> [Directions] Scan the listing below for "Some", then report every line that has it.

**** Data to examine ****

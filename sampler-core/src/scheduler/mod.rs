//! The acquisition scheduler.
//!
//! [`Scheduler`] owns every collaborator and a single [`SchedulerState`].
//! All entry points take `&mut self`, so the interrupt loop, sampling control
//! and recovery never observe each other half-way; the only re-entrancy left
//! is sampling control flushing pending soft events through the loop, which
//! [`LoopState`] guards.

use crate::aligner::{AUX_FIFO_LEN, NonSyncAligner};
use crate::config::{ConfigCatalog, ConfigSet, SchedulerConfig};
use crate::driver::{
    AccelSample, Algorithms, AuxSensors, CapSample, ChipControl, ChipSelect, EventSink,
    TempSample,
};
use crate::engineering::EngineeringSession;
use crate::error::{DriverError, ParameterError, SchedulerError};
use crate::events::{IrqEvents, SoftEvents};
use crate::functions::{FunctionMask, FunctionRegistry};
use crate::slots::{SlotAllocator, SlotTable};
use crate::wear::{WearArbiter, WearSnapshot};

mod adt;
mod control;
mod engineering;
mod interrupt;
mod recovery;

pub use control::{Command, SAMPLE_RATE_STEP_HZ};
pub(crate) use control::validate_sample_rate;
pub use interrupt::{CycleOutcome, CycleSummary};
pub use recovery::RecoveryReport;

/// FIFO bytes read per pass.
pub const FIFO_BUFFER_BYTES: usize = 1200;

/// Whether the scheduler accepts calls.
#[derive(Copy, Clone, Debug, Default, Eq, PartialEq)]
#[cfg_attr(feature = "defmt", derive(defmt::Format))]
pub enum Lifecycle {
    /// Fresh, or after loop exhaustion / a fatal configuration error.
    #[default]
    Uninitialized,
    Ready,
}

/// Re-entrancy guard for the interrupt loop.
#[derive(Copy, Clone, Debug, Default, Eq, PartialEq)]
#[cfg_attr(feature = "defmt", derive(defmt::Format))]
pub enum LoopState {
    #[default]
    Idle,
    Running,
}

/// Chip-reset recovery progress.
#[derive(Copy, Clone, Debug, Default, Eq, PartialEq)]
#[cfg_attr(feature = "defmt", derive(defmt::Format))]
pub enum RecoveryState {
    #[default]
    Idle,
    Recovering {
        /// Functions active right before the reset.
        snapshot: FunctionMask,
        wear: WearSnapshot,
    },
}

impl RecoveryState {
    #[must_use]
    pub const fn is_recovering(self) -> bool {
        matches!(self, RecoveryState::Recovering { .. })
    }
}

/// Mutable scheduler state shared by the loop, sampling control and recovery.
#[derive(Copy, Clone, Debug, Default, Eq, PartialEq)]
pub struct SchedulerState {
    lifecycle: Lifecycle,
    loop_state: LoopState,
    /// Single source of truth for which functions are sampling.
    active: FunctionMask,
    config_index: Option<usize>,
    wear: WearArbiter,
    recovery: RecoveryState,
    soft_events: SoftEvents,
    irq_seen: bool,
    user_reset_pending: bool,
    engineering_mode: bool,
    fifo_watermark: u16,
    saved_watermark: Option<u16>,
    last_recovery: Option<RecoveryReport>,
}

impl SchedulerState {
    #[must_use]
    pub const fn new() -> Self {
        Self {
            lifecycle: Lifecycle::Uninitialized,
            loop_state: LoopState::Idle,
            active: FunctionMask::EMPTY,
            config_index: None,
            wear: WearArbiter::new(),
            recovery: RecoveryState::Idle,
            soft_events: SoftEvents::empty(),
            irq_seen: false,
            user_reset_pending: false,
            engineering_mode: false,
            fifo_watermark: 0,
            saved_watermark: None,
            last_recovery: None,
        }
    }

    #[must_use]
    pub const fn lifecycle(&self) -> Lifecycle {
        self.lifecycle
    }

    #[must_use]
    pub const fn loop_state(&self) -> LoopState {
        self.loop_state
    }

    #[must_use]
    pub const fn active(&self) -> FunctionMask {
        self.active
    }

    /// Index of the loaded configuration set, `None` when nothing is loaded.
    #[must_use]
    pub const fn config_index(&self) -> Option<usize> {
        self.config_index
    }

    #[must_use]
    pub const fn wear(&self) -> &WearArbiter {
        &self.wear
    }

    #[must_use]
    pub const fn recovery(&self) -> RecoveryState {
        self.recovery
    }

    #[must_use]
    pub const fn soft_events(&self) -> SoftEvents {
        self.soft_events
    }

    #[must_use]
    pub const fn fifo_watermark(&self) -> u16 {
        self.fifo_watermark
    }

    #[must_use]
    pub const fn engineering_mode(&self) -> bool {
        self.engineering_mode
    }

    #[must_use]
    pub const fn last_recovery(&self) -> Option<RecoveryReport> {
        self.last_recovery
    }
}

/// Auxiliary buffers refilled on every dispatch.
#[derive(Clone, Debug)]
struct AuxBuffers {
    accel: NonSyncAligner<AccelSample>,
    cap: [CapSample; AUX_FIFO_LEN],
    temp: [TempSample; AUX_FIFO_LEN],
}

impl AuxBuffers {
    fn new() -> Self {
        Self {
            accel: NonSyncAligner::new(),
            cap: [CapSample::default(); AUX_FIFO_LEN],
            temp: [TempSample::default(); AUX_FIFO_LEN],
        }
    }
}

/// Interrupt-driven sampling scheduler for one front end (or one cascade).
pub struct Scheduler<C, S, A, E> {
    chip: C,
    sensors: S,
    algorithms: A,
    sink: E,
    config: SchedulerConfig,
    catalog: ConfigCatalog<'static>,
    registry: FunctionRegistry,
    slots: SlotAllocator,
    state: SchedulerState,
    fifo: [u8; FIFO_BUFFER_BYTES],
    fifo_len: usize,
    aux: AuxBuffers,
    engineering: EngineeringSession,
}

impl<C, S, A, E> Scheduler<C, S, A, E>
where
    C: ChipControl,
    S: AuxSensors,
    A: Algorithms,
    E: EventSink,
{
    /// Builds an uninitialized scheduler with the default function catalog.
    #[must_use]
    pub fn new(
        chip: C,
        sensors: S,
        algorithms: A,
        sink: E,
        config: SchedulerConfig,
        catalog: ConfigCatalog<'static>,
    ) -> Self {
        Self::with_registry(
            chip,
            sensors,
            algorithms,
            sink,
            config,
            catalog,
            FunctionRegistry::default(),
        )
    }

    #[must_use]
    pub fn with_registry(
        chip: C,
        sensors: S,
        algorithms: A,
        sink: E,
        config: SchedulerConfig,
        catalog: ConfigCatalog<'static>,
        registry: FunctionRegistry,
    ) -> Self {
        Self {
            chip,
            sensors,
            algorithms,
            sink,
            config,
            catalog,
            registry,
            slots: SlotAllocator::new(),
            state: SchedulerState::new(),
            fifo: [0; FIFO_BUFFER_BYTES],
            fifo_len: 0,
            aux: AuxBuffers::new(),
            engineering: EngineeringSession::new(),
        }
    }

    /// Resets the chip, loads the first configuration set and marks the
    /// scheduler ready. Also the explicit reinit after a fatal error.
    pub fn init(&mut self) -> Result<(), SchedulerError> {
        let engineering_mode = self.state.engineering_mode;
        self.state = SchedulerState::new();
        self.state.engineering_mode = engineering_mode;
        self.slots.clear();
        self.fifo_len = 0;

        self.reset_chips()?;
        self.chip.delay(self.config.reset_settle);
        self.load_configuration(0)?;
        self.reset_control();
        self.enter_low_power();
        self.state.lifecycle = Lifecycle::Ready;
        info!("scheduler: ready ({} configuration sets)", self.catalog.len());
        Ok(())
    }

    #[must_use]
    pub const fn state(&self) -> &SchedulerState {
        &self.state
    }

    #[must_use]
    pub const fn config(&self) -> &SchedulerConfig {
        &self.config
    }

    #[must_use]
    pub const fn catalog(&self) -> &ConfigCatalog<'static> {
        &self.catalog
    }

    #[must_use]
    pub const fn registry(&self) -> &FunctionRegistry {
        &self.registry
    }

    #[must_use]
    pub const fn slot_table(&self) -> &SlotTable {
        self.slots.table()
    }

    #[must_use]
    pub const fn chip(&self) -> &C {
        &self.chip
    }

    pub fn chip_mut(&mut self) -> &mut C {
        &mut self.chip
    }

    #[must_use]
    pub const fn sensors(&self) -> &S {
        &self.sensors
    }

    pub fn sensors_mut(&mut self) -> &mut S {
        &mut self.sensors
    }

    #[must_use]
    pub const fn algorithms(&self) -> &A {
        &self.algorithms
    }

    pub fn algorithms_mut(&mut self) -> &mut A {
        &mut self.algorithms
    }

    #[must_use]
    pub const fn sink(&self) -> &E {
        &self.sink
    }

    pub fn sink_mut(&mut self) -> &mut E {
        &mut self.sink
    }

    /// Latches soft events raised outside the loop, e.g. by the motion detector.
    pub fn raise_soft_event(&mut self, events: SoftEvents) {
        self.state.soft_events.insert(events);
    }

    fn ensure_ready(&self) -> Result<(), SchedulerError> {
        match self.state.lifecycle {
            Lifecycle::Ready => Ok(()),
            Lifecycle::Uninitialized => Err(SchedulerError::Uninitialized),
        }
    }

    fn ensure_known(mask: FunctionMask) -> Result<(), SchedulerError> {
        let unknown = mask.unknown_bits();
        if unknown.is_empty() {
            Ok(())
        } else {
            Err(ParameterError::UnknownFunction(unknown).into())
        }
    }

    fn loaded_config(&self) -> Option<&'static ConfigSet> {
        self.state.config_index.and_then(|index| self.catalog.get(index))
    }

    /// Functions programmed by the loaded configuration set.
    fn loaded_functions(&self) -> FunctionMask {
        self.loaded_config()
            .map_or(FunctionMask::EMPTY, |set| set.functions)
            .intersection(self.registry.supported())
    }

    /// Empties the active set and drops hardware ADT ownership.
    fn reset_control(&mut self) {
        self.state.active = FunctionMask::EMPTY;
        self.state.wear.set_hard_adt_owned(false);
    }

    fn on_all_chips(
        &mut self,
        mut op: impl FnMut(&mut C) -> Result<(), DriverError>,
    ) -> Result<(), DriverError> {
        if self.config.topology.is_cascaded() {
            self.chip.select(ChipSelect::Secondary);
            let secondary = op(&mut self.chip);
            self.chip.select(ChipSelect::Primary);
            let primary = op(&mut self.chip);
            secondary.and(primary)
        } else {
            op(&mut self.chip)
        }
    }

    fn reset_chips(&mut self) -> Result<(), DriverError> {
        let kind = self.config.reset_kind;
        self.on_all_chips(|chip| chip.reset(kind))
    }

    fn enter_low_power(&mut self) {
        if let Err(err) = self.on_all_chips(ChipControl::enter_low_power) {
            warn!("scheduler: enter low power failed ({})", err);
        }
    }

    fn read_irq_status(&mut self) -> Result<IrqEvents, DriverError> {
        if self.config.topology.is_cascaded() {
            self.chip.select(ChipSelect::Secondary);
            let secondary = self.chip.irq_status();
            self.chip.select(ChipSelect::Primary);
            let primary = self.chip.irq_status()?;
            Ok(primary | secondary?)
        } else {
            self.chip.irq_status()
        }
    }

    fn read_fifo_level(&mut self) -> Result<u16, DriverError> {
        if self.config.topology.is_cascaded() {
            self.chip.select(ChipSelect::Secondary);
            let secondary = self.chip.fifo_level();
            self.chip.select(ChipSelect::Primary);
            let primary = self.chip.fifo_level()?;
            Ok(primary.min(secondary?))
        } else {
            self.chip.fifo_level()
        }
    }

    /// Loads configuration `index`. On failure nothing is considered loaded.
    fn load_configuration(&mut self, index: usize) -> Result<(), SchedulerError> {
        let Some(set) = self.catalog.get(index) else {
            return Err(ParameterError::ConfigIndex(index).into());
        };
        if !set.supports(self.config.topology) {
            self.state.config_index = None;
            warn!("scheduler: configuration {} not valid for topology", set.name);
            return Err(SchedulerError::Resource {
                missing: set.functions,
            });
        }
        self.slots.clear();
        self.state.saved_watermark = None;
        match self.on_all_chips(|chip| chip.load_configuration(set)) {
            Ok(()) => {
                self.state.config_index = Some(index);
                self.state.fifo_watermark = set.fifo_watermark;
                debug!("scheduler: loaded configuration {}", set.name);
                Ok(())
            }
            Err(err) => {
                self.state.config_index = None;
                error!("scheduler: loading configuration {} failed ({})", set.name, err);
                Err(SchedulerError::Resource {
                    missing: set.functions,
                })
            }
        }
    }
}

****

> [Response to this exercise]
        let Some(set) = self.catalog.get(index) else {
                self.state.config_index = Some(index);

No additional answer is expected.